It was amateur historians who blew the whistle on the city's unannounced destruction of the 200-year-old Zanja Madre in Chintatown in April, and now the same thing has happened at the old Los Angeles Times building site opposite City Hall. (And if you're wondering how this story came to the attention of the mainstream media, well, it started on our Twitter feed. So clue us in to your discoveries, dear urban sleuths!)

There are some questions about what exactly has been unearthed in this latest excavation, and it may well be that little or nothing on the site is worthy of study or preservation. But wouldn't it have been better if the city had called a halt to demolition when the unusual structure came up out of the soil, announced the discovery and gave historians the opportunity to provide some context and guidance before the claw machines tore the bricks from the walls? We think so. After decades in the dirt, what's the hurry?

We're off the bus this weekend, but heading into a season packed with special tours and talks, including our once-a-year Tom Waits bus adventure and the latest LAVA crime lab seminar. So check the calendar for something that sets your bells a-ringing and join us do!

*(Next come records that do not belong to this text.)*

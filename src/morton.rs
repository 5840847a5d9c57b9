//! Utilities related to the Morton bit interleaving
//!
//! A Morton code combines N integers with bit patterns [ a1 a2 ... aB ],
//! [ b1 b2 ... bB ], ... [ n1 n2 ... nB ] into the interleaved bit pattern
//! [ a1 b1 ... n1 a2 b2 ... n2 ... aB bB ... nB ].
//!
//! Decoding the set of Morton codes produces the Z-order curve, which has
//! reasonable spatial locality but brutally jumps from one area of space to
//! another at times. Here, we are more interested in Morton decoding as a way
//! to "transpose" a Hilbert curve index into one integer per axis, which is
//! the input format of the [`hilbert`](crate::hilbert) module. Note that the
//! first axis receives the most significant bit of each group of N bits.

use crate::{
    bits::{self, num_bits},
    error::Result,
    params::CurveParams,
    Coordinate, Coordinates, CurveIdx, NumBits,
};

/// Split a curve index into its `DIM` interleaved sub-indices
///
/// Fails if `index` lies past the end of the curve described by `params`.
///
pub fn decode<const DIM: usize>(
    index: CurveIdx,
    params: &CurveParams<DIM>,
) -> Result<Coordinates<DIM>> {
    params.check_index(index)?;
    Ok(decode_unchecked(index, params.bits()))
}

/// Interleave `DIM` sub-indices into a curve index
///
/// Fails if a sub-index has more than `params.bits()` significant bits.
///
pub fn encode<const DIM: usize>(
    transposed: Coordinates<DIM>,
    params: &CurveParams<DIM>,
) -> Result<CurveIdx> {
    params.check_coordinates(&transposed)?;
    Ok(encode_unchecked(transposed, params.bits()))
}

/// Split a curve index into its `DIM` interleaved sub-indices, `bits` bits each
///
/// The caller must guarantee that `bits * DIM` fits in a `CurveIdx`, that
/// `bits` fits in a `Coordinate`, and that `index < 2^(bits * DIM)`.
///
#[inline]
pub const fn decode_unchecked<const DIM: usize>(
    mut index: CurveIdx,
    bits: NumBits,
) -> Coordinates<DIM> {
    debug_assert!(bits <= num_bits::<Coordinate>());
    debug_assert!(bits as usize * DIM <= num_bits::<CurveIdx>() as usize);
    debug_assert!(index & !bits::low_order_mask(bits * DIM as NumBits) == 0);

    // Consume the index from its least significant end, which holds the
    // least significant bit of every sub-index, last axis first:
    // [ ... aB-1 bB-1 ... nB-1 aB bB ... nB ]
    let mut transposed = [0 as Coordinate; DIM];
    let mut bit_idx = 0;
    while bit_idx < bits {
        let mut axis = DIM;
        while axis > 0 {
            axis -= 1;
            transposed[axis] |= ((index & 1) as Coordinate) << bit_idx;
            index >>= 1;
        }
        bit_idx += 1;
    }
    transposed
}

/// Interleave `DIM` sub-indices of `bits` bits each into a curve index
///
/// The caller must guarantee that `bits * DIM` fits in a `CurveIdx`, and that
/// every sub-index is smaller than `2^bits`.
///
#[inline]
pub const fn encode_unchecked<const DIM: usize>(
    transposed: Coordinates<DIM>,
    bits: NumBits,
) -> CurveIdx {
    debug_assert!(bits <= num_bits::<Coordinate>());
    debug_assert!(bits as usize * DIM <= num_bits::<CurveIdx>() as usize);

    // Emit bits from the most significant group to the least significant one,
    // first axis first within each group
    let mut index = 0;
    let mut bit_idx = bits;
    while bit_idx > 0 {
        bit_idx -= 1;
        let mut axis = 0;
        while axis < DIM {
            debug_assert!(transposed[axis] as CurveIdx <= bits::low_order_mask(bits));
            index = (index << 1) | ((transposed[axis] >> bit_idx) & 1) as CurveIdx;
            axis += 1;
        }
    }
    index
}

#[cfg(test)]
mod tests {
    use super::*;
    use crate::error::Error;
    use bits::test_utils::*;
    use quickcheck::quickcheck;

    // Straight translation of the interleaving rule: bit (bits-1-k) of axis j
    // is bit k*DIM + j of the index, counting from its most significant bit
    fn reference_decode<const DIM: usize>(index: CurveIdx, bits: NumBits) -> Coordinates<DIM> {
        let index_bits = bits * DIM as NumBits;
        let mut results = [0 as Coordinate; DIM];
        for k in 0..bits {
            for (j, result) in results.iter_mut().enumerate() {
                let global_pos = k * DIM as NumBits + j as NumBits;
                push_bit(result, get_bit(index, index_bits - 1 - global_pos));
            }
        }
        results
    }

    fn test<const DIM: usize>(index: CurveIdx, bits: NumBits) {
        let transposed = decode_unchecked::<DIM>(index, bits);
        assert_eq!(
            transposed,
            reference_decode::<DIM>(index, bits),
            "Unexpected {}D Morton decoding result for input {:b} at {} bits/axis",
            DIM,
            index,
            bits
        );
        assert_eq!(
            encode_unchecked(transposed, bits),
            index,
            "Morton encoding did not invert decoding of {:b} at {} bits/axis",
            index,
            bits
        );
    }

    #[test]
    fn exhaustive() {
        for bits in 1..=8 {
            for index in 0..(1 << (2 * bits)) {
                test::<2>(index, bits);
            }
        }
        for bits in 1..=5 {
            for index in 0..(1 << (3 * bits)) {
                test::<3>(index, bits);
            }
        }
        for index in 0..(1 << 12) {
            test::<1>(index, 12);
            test::<12>(index, 1);
        }
    }

    quickcheck! {
        fn quick_2d(index: CurveIdx) -> bool {
            test::<2>(index, 32);
            true
        }

        fn quick_3d(index: CurveIdx) -> bool {
            test::<3>(index >> 1, 21);
            true
        }

        fn quick_64d(index: CurveIdx) -> bool {
            test::<64>(index, 1);
            true
        }
    }

    #[test]
    fn known_values() {
        assert_eq!(decode_unchecked::<2>(0b11_01, 2), [0b10, 0b11]);
        assert_eq!(decode_unchecked::<3>(0b101_011, 2), [0b10, 0b01, 0b11]);
        assert_eq!(encode_unchecked([0b10, 0b01, 0b11], 2), 0b101_011);
        assert_eq!(decode_unchecked::<1>(0b10110, 5), [0b10110]);
        assert_eq!(
            decode_unchecked::<2>(CurveIdx::MAX, 32),
            [Coordinate::MAX, Coordinate::MAX]
        );
    }

    #[test]
    fn checked() {
        let params = CurveParams::<2>::new(3).unwrap();
        assert_eq!(decode(0b110_100, &params), Ok([0b100, 0b110]));
        assert_eq!(encode([0b111, 0b000], &params), Ok(0b101_010));
        assert_eq!(
            decode(64, &params),
            Err(Error::IndexOutOfRange { index: 64, max: 63 })
        );
        assert_eq!(
            encode([0, 8], &params),
            Err(Error::CoordinateOutOfRange {
                axis: 1,
                value: 8,
                max: 7
            })
        );
    }
}
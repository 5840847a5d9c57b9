//! Mapping between positions on an N-dimensional Hilbert curve and points of
//! the integer grid it fills
//!
//! The entry point is [`HilbertCodec`], which converts a curve index into the
//! coordinates of the matching point and back. Under the hood, this goes
//! through an intermediate "transposed" representation of the curve index,
//! which is produced by the [`morton`] module's bit interleaving and turned
//! into actual coordinates by the [`hilbert`] module.
//!
//! ```
//! use hilbert_index::HilbertCodec;
//!
//! let codec = HilbertCodec::<2>::new(5)?;
//! assert_eq!(codec.index_to_point(2)?, [1, 1]);
//! assert_eq!(codec.point_to_index([1, 1])?, 2);
//! # Ok::<(), hilbert_index::Error>(())
//! ```

pub mod bits;
pub mod codec;
pub mod error;
pub mod hilbert;
pub mod morton;
pub mod params;

pub use crate::{
    codec::HilbertCodec,
    error::{ConfigError, Error, Result},
    params::CurveParams,
};

/// Integer type suitable for counting number of bits
///
/// Although 32-bit is very much overkill for this purpose, I am using this type
/// for interface compatibility with standard Rust integer methods.
///
pub type NumBits = u32;

/// Index of a point on a space-filling curve
///
/// The number of bits per axis times the number of axes of a curve must not
/// exceed the width of this type.
///
pub type CurveIdx = u64;

/// Coordinate of a point on a space-filling curve, along one axis
pub type Coordinate = u32;

/// Coordinates of an N-dimensional point on a space-filling curve
///
/// The same array type also carries the "transposed" form of a curve index,
/// see the [`morton`] module for more on that.
///
pub type Coordinates<const DIM: usize> = [Coordinate; DIM];
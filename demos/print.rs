//! Hilbert curves in your terminal!
//!
//! Lists the first points of a 2D Hilbert curve, then draws the curve at a few
//! orders. Set `RUST_LOG=trace` to see every conversion.

use hilbert_index::{Coordinates, CurveIdx, HilbertCodec};

type Coordinates2D = Coordinates<2>;

// List the first points of a 2D curve with 5 bits per axis
fn list_points(count: CurveIdx) -> hilbert_index::Result<()> {
    let codec = HilbertCodec::<2>::new(5)?;
    println!("--- First {count} points at order 5 ---\n");
    for index in 0..count {
        let [x, y] = codec.index_to_point(index)?;
        println!("{index:>3}: {x} {y}");
    }
    println!();
    Ok(())
}

// Display a Hilbert curve of specified order
fn print_hilbert(order: u32) -> hilbert_index::Result<()> {
    // Print header
    println!("--- At order {order} ---\n");

    // Compute a Hilbert curve's coordinates
    let codec = HilbertCodec::<2>::new(order)?;
    let coord_range = codec.max_coordinate() as usize + 1;
    let num_points = coord_range * coord_range;
    let coordinates = (0..=codec.max_index())
        .map(|idx| codec.index_to_point(idx))
        .collect::<hilbert_index::Result<Vec<_>>>()?;

    // Set up a 2D character-based display
    let mut display = (0..(num_points + coord_range))
        .map(|idx| {
            if idx % (coord_range + 1) == coord_range {
                '\n'
            } else {
                // This character is a placeholder that should not persist in
                // the final program output.
                '@'
            }
        })
        .collect::<Vec<_>>();
    let to_index = |coords: Coordinates2D| {
        (coords[1] as usize) * (coord_range + 1) + (coords[0] as usize)
    };
    let to_dir = |src: Coordinates2D, dst: Coordinates2D| {
        [
            dst[0] as isize - src[0] as isize,
            dst[1] as isize - src[1] as isize,
        ]
    };

    // Draw the start of the curve
    let start = coordinates[0];
    let next = coordinates[1];
    display[to_index(start)] = match to_dir(start, next) {
        [0, -1] => '┴',
        [1, 0] => '├',
        [0, 1] => '┬',
        [-1, 0] => '┤',
        _ => unreachable!("Hilbert curve moves by single-coordinate steps"),
    };

    // Draw the end of the curve
    let end = coordinates[num_points - 1];
    let prev = coordinates[num_points - 2];
    display[to_index(end)] = match to_dir(prev, end) {
        [0, -1] => '^',
        [1, 0] => '>',
        [0, 1] => 'v',
        [-1, 0] => '<',
        _ => unreachable!("Hilbert curve moves by single-coordinate steps"),
    };

    // Draw the middle of the curve
    for window in coordinates.windows(3) {
        let path = match (to_dir(window[0], window[1]), to_dir(window[1], window[2])) {
            ([-1, 0], [0, -1]) | ([0, 1], [1, 0]) => '└',
            ([-1, 0], [0, 1]) | ([0, -1], [1, 0]) => '┌',
            ([1, 0], [1, 0]) | ([-1, 0], [-1, 0]) => '─',
            ([1, 0], [0, -1]) | ([0, 1], [-1, 0]) => '┘',
            ([0, 1], [0, 1]) | ([0, -1], [0, -1]) => '│',
            ([1, 0], [0, 1]) | ([0, -1], [-1, 0]) => '┐',
            _ => unreachable!("Hilbert curve moves by single-coordinate steps and doesn't go back"),
        };
        display[to_index(window[1])] = path;
    }

    // Display the curve
    let display_string = display.into_iter().collect::<String>();
    println!("{display_string}");
    Ok(())
}

fn main() -> hilbert_index::Result<()> {
    env_logger::init();
    println!();
    list_points(20)?;
    for order in 1..=6 {
        print_hilbert(order)?;
    }
    Ok(())
}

Upcoming Tours & Happenings

Come explore Charles Bukowski's lost Los Angeles and the fascinating contradictions that make this great local writer such a hoot to explore. Haunts of a Dirty Old Man is a raucous day out celebrating liquor, ladies, pimps and poets. The tour includes a visit to Buk's DeLongpre bungalow, where you'll see the Cultural-Historic Monument sign that we helped to get approved, and a mid-tour provisions stop at Pink Elephant Liquor.

Join LAVA in the teaching crime lab of Cal State L.A. for our quarterly forensic science seminar. This time, we'll delve into cutting edge tools for analyzing blood at crime scenes, and the mysterious science of blunt force trauma. Techniques will be illustrated through real-world crime scene case studies, presented by the scientists and investigators who were there. And your ticket purchase supports the advanced research of the Criminalistics graduate department, where CSI breakthroughs are being made.

Please join us this evening at Vroman's Bookshop in Pasadena where Kim will presenting her new 1920s mystery novel The Kept Girl, the fact-based tale of the Great Eleven cult that escaped from the bus tours where it was originally featured to become something new. Kim will read from and sign copies of her book, and talk about her research into noir Los Angeles cult murders, civic vice and the young Raymond Chandler, all of which are folded into the fluffy noir omelette of the book.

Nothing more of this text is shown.